» **TASK**: Every line below that holds the string "infrastructure" must be copied.

» **LISTED RECORDS**:

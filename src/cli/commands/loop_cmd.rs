//! `raven loop` — C9 entry point, phase mode and single-task mode.

use std::path::Path;
use std::time::Duration;

use anyhow::Context;
use serde::{Deserialize, Serialize};
use tokio::sync::mpsc;
use tokio_util::sync::CancellationToken;

use crate::cli::output::{output, CommandOutput};
use crate::cli::types::LoopMode;
use crate::domain::error::LoopError;
use crate::domain::models::{MergedTask, PhaseInfo};
use crate::domain::ports::event_sink::EventSink;
use crate::infrastructure::agent::{SubprocessAgent, SubprocessAgentConfig};
use crate::infrastructure::config::RavenConfig;
use crate::infrastructure::rate_limit::RateLimitCoordinator;
use crate::services::loop_runner::{self, LoopConfig};

use super::{EXIT_CANCELLED, EXIT_OK, EXIT_PARTIAL};

/// The structural task catalog `emit` writes alongside its markdown
/// artifacts, read back here so phase/task lookups don't require
/// re-parsing markdown. `task-state.conf` remains the single mutable
/// progress file the loop runner writes to.
#[derive(Debug, Serialize, Deserialize)]
pub struct TaskCatalog {
    pub tasks: Vec<MergedTask>,
    pub phases: Vec<PhaseInfo>,
}

impl TaskCatalog {
    pub async fn load(path: &Path) -> anyhow::Result<Self> {
        let bytes = tokio::fs::read(path).await?;
        Ok(serde_json::from_slice(&bytes)?)
    }

    pub async fn save(&self, path: &Path) -> anyhow::Result<()> {
        let json = serde_json::to_vec_pretty(self)?;
        tokio::fs::write(path, json).await?;
        Ok(())
    }
}

#[derive(Debug, serde::Serialize)]
pub struct LoopOutput {
    pub outcome: String,
}

impl CommandOutput for LoopOutput {
    fn to_human(&self) -> String {
        self.outcome.clone()
    }

    fn to_json(&self) -> serde_json::Value {
        serde_json::to_value(self).unwrap_or_default()
    }
}

pub async fn execute(mode: LoopMode, config: &RavenConfig, json_mode: bool, cancel: &CancellationToken) -> anyhow::Result<i32> {
    let agent = SubprocessAgent::new(SubprocessAgentConfig {
        binary_path: config.agent_binary_path.clone(),
        extra_args: Vec::new(),
    });
    let rate_limiter = RateLimitCoordinator::new(
        Duration::from_secs(config.rate_limit_default_wait_secs),
        config.rate_limit_jitter,
        config.rate_limit_max_waits,
    );

    let (tx, rx) = mpsc::channel(256);
    let sink = EventSink::new(tx);
    let logger = super::spawn_event_logger(rx);

    let result = match mode {
        LoopMode::Phase { catalog_dir, phase_id, dry_run } => {
            let catalog = TaskCatalog::load(&catalog_dir.join("catalog.json")).await.context("reading task catalog")?;
            let phase = catalog
                .phases
                .iter()
                .find(|p| p.id == phase_id)
                .with_context(|| format!("no phase {phase_id} in catalog"))?;
            let loop_config = LoopConfig { max_iterations: config.loop_max_iterations, sleep_between: Duration::from_secs(config.loop_sleep_between_secs), dry_run };

            loop_runner::run_phase(
                &agent,
                &config.agent_binary_path,
                &rate_limiter,
                phase,
                &catalog_dir.join("task-state.conf"),
                &catalog_dir,
                &crate::prompts::render_loop_prompt,
                &loop_config,
                Some(&sink),
                cancel,
            )
            .await
        }
        LoopMode::Task { catalog_dir, task_id, dry_run } => {
            let catalog = TaskCatalog::load(&catalog_dir.join("catalog.json")).await.context("reading task catalog")?;
            let task = catalog.tasks.iter().find(|t| t.global_id == task_id).with_context(|| format!("no task {task_id} in catalog"))?;
            let loop_config = LoopConfig { max_iterations: config.loop_max_iterations, sleep_between: Duration::from_secs(config.loop_sleep_between_secs), dry_run };

            loop_runner::run_single_task(
                &agent,
                &config.agent_binary_path,
                &rate_limiter,
                task,
                &catalog_dir.join("task-state.conf"),
                &catalog_dir,
                &crate::prompts::render_loop_prompt,
                &loop_config,
                Some(&sink),
                cancel,
            )
            .await
        }
    };

    drop(sink);
    let _ = logger.await;

    let outcome = match &result {
        Ok(()) => "completed".to_string(),
        Err(e) => format!("stopped: {e}"),
    };
    output(&LoopOutput { outcome }, json_mode);

    match result {
        Ok(()) => Ok(EXIT_OK),
        Err(LoopError::Cancelled) => Ok(EXIT_CANCELLED),
        Err(e @ (LoopError::MaxIterationsExceeded(_) | LoopError::RateLimitExhausted)) => {
            tracing::warn!(error = %e, "loop stopped early");
            Ok(EXIT_PARTIAL)
        }
        Err(e) => Err(anyhow::anyhow!(e)),
    }
}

» **EXPECTED ANSWER**:
use crate::infrastructure::agent::{SubprocessAgent, SubprocessAgentConfig};
use crate::infrastructure::config::RavenConfig;
use crate::infrastructure::rate_limit::RateLimitCoordinator;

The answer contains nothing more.